History has not been kind to Roman Emperor Sponsian and it isn’t fair. He did the nearly impossible by declaring himself the big cheese on his own authority and got away with it. For a long time, scholars thought he was a hoax. Though they admitted it would have to be an elaborate one. New evidence surfaced which proves he really did exist. That led to the public discovering his story. If coins with his image were forgeries, they wouldn’t show wear marks from being in circulation.
Emperor Sponsian gains rightful place in history
A single gold coin proved that Sponsian, “a third century Roman emperor written out of history as a fictional character really did exist.” It was discovered in Transylvania and bears his name and portrait.
Long before Vlad the Impaler came along, the community was “a far-flung outpost of the Roman empire.” So far out in the sticks, it was virtually cut off from the rest of Rome’s holdings. That’s a crucial clue to the story.
Everyone in academia believed the Emperor Sponsian coin to be “a fake.” Still, it is made of gold, which makes it interesting simply because it isn’t typical to make a fake coin with real gold. But, not interesting enough to display to local burglars.
For years, “it had been locked away in a museum cupboard.” After everyone forgot all about it, Professor Paul Pearson, with University College in London, got a chance to put it under a high power microscope and show the images to some expert friends of his.

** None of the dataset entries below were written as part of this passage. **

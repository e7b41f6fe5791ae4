use std::collections::HashMap;
use std::sync::{Arc, Mutex, MutexGuard};

use async_trait::async_trait;
use chrono::{DateTime, Utc};
use uuid::Uuid;

use super::{NewUser, RefreshSession, SessionStore, User, UserStore};
use crate::error::StoreError;

#[derive(Default)]
struct Users {
    by_id: HashMap<String, User>,
    id_by_email: HashMap<String, String>,
}

/// In-process user and session store.
///
/// Each table sits behind one mutex, so `rotate_session` performs its
/// check-then-write under a single lock and concurrent rotations of the same
/// session serialize. Cloning shares the underlying tables.
#[derive(Clone, Default)]
pub struct MemoryStore {
    users: Arc<Mutex<Users>>,
    sessions: Arc<Mutex<HashMap<String, RefreshSession>>>,
}

fn lock<T>(mutex: &Mutex<T>) -> Result<MutexGuard<'_, T>, StoreError> {
    mutex
        .lock()
        .map_err(|_| StoreError::Unavailable("memory store lock poisoned".to_string()))
}

impl MemoryStore {
    pub fn new() -> Self {
        Self::default()
    }

    pub fn session_count(&self) -> Result<usize, StoreError> {
        Ok(lock(&self.sessions)?.len())
    }
}

#[async_trait]
impl UserStore for MemoryStore {
    async fn find_user_by_email(&self, email: &str) -> Result<Option<User>, StoreError> {
        let users = lock(&self.users)?;
        Ok(users
            .id_by_email
            .get(email)
            .and_then(|id| users.by_id.get(id))
            .cloned())
    }

    async fn find_user_by_id(&self, id: &str) -> Result<Option<User>, StoreError> {
        Ok(lock(&self.users)?.by_id.get(id).cloned())
    }

    async fn create_user(&self, user: NewUser) -> Result<User, StoreError> {
        let mut users = lock(&self.users)?;
        if users.id_by_email.contains_key(&user.email) {
            return Err(StoreError::UniqueViolation("users.email".to_string()));
        }

        let row = User {
            id: Uuid::new_v4().to_string(),
            email: user.email,
            name: user.name,
            password_hash: user.password_hash,
            role: user.role,
            created_at: Utc::now(),
        };
        users.id_by_email.insert(row.email.clone(), row.id.clone());
        users.by_id.insert(row.id.clone(), row.clone());
        Ok(row)
    }
}

#[async_trait]
impl SessionStore for MemoryStore {
    async fn insert_session(&self, session: &RefreshSession) -> Result<(), StoreError> {
        let mut sessions = lock(&self.sessions)?;
        if sessions.contains_key(&session.id) {
            return Err(StoreError::UniqueViolation(format!(
                "refresh_sessions.id {}",
                session.id
            )));
        }
        sessions.insert(session.id.clone(), session.clone());
        Ok(())
    }

    async fn find_session(&self, id: &str) -> Result<Option<RefreshSession>, StoreError> {
        Ok(lock(&self.sessions)?.get(id).cloned())
    }

    async fn rotate_session(
        &self,
        old_id: &str,
        revoked_at: DateTime<Utc>,
        new_session: &RefreshSession,
    ) -> Result<(), StoreError> {
        let mut sessions = lock(&self.sessions)?;

        // Every check happens before the first write.
        match sessions.get(old_id) {
            None => return Err(StoreError::NotFound(format!("refresh session {}", old_id))),
            Some(old) if old.is_revoked() => {
                return Err(StoreError::AlreadyRevoked(old_id.to_string()))
            }
            Some(_) => {}
        }
        if sessions.contains_key(&new_session.id) {
            return Err(StoreError::UniqueViolation(format!(
                "refresh_sessions.id {}",
                new_session.id
            )));
        }

        if let Some(old) = sessions.get_mut(old_id) {
            old.revoked_at = Some(revoked_at);
            old.replaced_by = Some(new_session.id.clone());
        }
        sessions.insert(new_session.id.clone(), new_session.clone());
        Ok(())
    }

    async fn revoke_session(
        &self,
        id: &str,
        revoked_at: DateTime<Utc>,
    ) -> Result<bool, StoreError> {
        let mut sessions = lock(&self.sessions)?;
        match sessions.get_mut(id) {
            Some(session) if !session.is_revoked() => {
                session.revoked_at = Some(revoked_at);
                Ok(true)
            }
            _ => Ok(false),
        }
    }
}

#[cfg(test)]
mod tests {
    use super::*;
    use chrono::Duration;

    fn session(id: &str) -> RefreshSession {
        let now = Utc::now();
        RefreshSession {
            id: id.to_string(),
            user_id: "user-1".to_string(),
            issued_at: now,
            expires_at: now + Duration::days(7),
            revoked_at: None,
            replaced_by: None,
            user_agent: Some("test-agent".to_string()),
            client_address: Some("127.0.0.1".to_string()),
        }
    }

    fn new_user(email: &str) -> NewUser {
        NewUser {
            email: email.to_string(),
            name: None,
            password_hash: "pbkdf2-sha512$1$salt$00".to_string(),
            role: Default::default(),
        }
    }

    #[tokio::test]
    async fn test_create_and_find_user() {
        let store = MemoryStore::new();
        let created = store.create_user(new_user("a@x.com")).await.unwrap();

        let by_email = store.find_user_by_email("a@x.com").await.unwrap().unwrap();
        let by_id = store.find_user_by_id(&created.id).await.unwrap().unwrap();
        assert_eq!(by_email, created);
        assert_eq!(by_id, created);
    }

    #[tokio::test]
    async fn test_duplicate_email_is_unique_violation() {
        let store = MemoryStore::new();
        store.create_user(new_user("a@x.com")).await.unwrap();

        let err = store.create_user(new_user("a@x.com")).await.unwrap_err();
        assert!(matches!(err, StoreError::UniqueViolation(_)));
    }

    #[tokio::test]
    async fn test_duplicate_session_id_is_unique_violation() {
        let store = MemoryStore::new();
        store.insert_session(&session("s1")).await.unwrap();

        let err = store.insert_session(&session("s1")).await.unwrap_err();
        assert!(matches!(err, StoreError::UniqueViolation(_)));
    }

    #[tokio::test]
    async fn test_rotate_links_and_inserts() {
        let store = MemoryStore::new();
        store.insert_session(&session("s1")).await.unwrap();

        store
            .rotate_session("s1", Utc::now(), &session("s2"))
            .await
            .unwrap();

        let old = store.find_session("s1").await.unwrap().unwrap();
        assert!(old.is_revoked());
        assert_eq!(old.replaced_by.as_deref(), Some("s2"));
        assert!(store.find_session("s2").await.unwrap().is_some());
    }

    #[tokio::test]
    async fn test_second_rotation_fails_and_changes_nothing() {
        let store = MemoryStore::new();
        store.insert_session(&session("s1")).await.unwrap();
        store
            .rotate_session("s1", Utc::now(), &session("s2"))
            .await
            .unwrap();

        let err = store
            .rotate_session("s1", Utc::now(), &session("s3"))
            .await
            .unwrap_err();
        assert!(matches!(err, StoreError::AlreadyRevoked(_)));

        let old = store.find_session("s1").await.unwrap().unwrap();
        assert_eq!(old.replaced_by.as_deref(), Some("s2"));
        assert!(store.find_session("s3").await.unwrap().is_none());
    }

    #[tokio::test]
    async fn test_rotate_with_colliding_new_id_leaves_old_untouched() {
        let store = MemoryStore::new();
        store.insert_session(&session("s1")).await.unwrap();
        store.insert_session(&session("s2")).await.unwrap();

        let err = store
            .rotate_session("s1", Utc::now(), &session("s2"))
            .await
            .unwrap_err();
        assert!(matches!(err, StoreError::UniqueViolation(_)));

        let old = store.find_session("s1").await.unwrap().unwrap();
        assert!(!old.is_revoked());
        assert!(old.replaced_by.is_none());
    }

    #[tokio::test]
    async fn test_revoke_is_idempotent() {
        let store = MemoryStore::new();
        store.insert_session(&session("s1")).await.unwrap();

        assert!(store.revoke_session("s1", Utc::now()).await.unwrap());
        assert!(!store.revoke_session("s1", Utc::now()).await.unwrap());
        assert!(!store.revoke_session("missing", Utc::now()).await.unwrap());
    }
}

“What we have found is an emperor. He was a figure thought to have been a fake and written off by the experts but we think he was real and that he had a role in history.” The coin examined was “among a small hoard discovered in 1713.” Originally declared authentic, in the mid-19th century, experts “suspected that they might have been produced by forgers of the time.” That conclusion was based simply on their “crude” design.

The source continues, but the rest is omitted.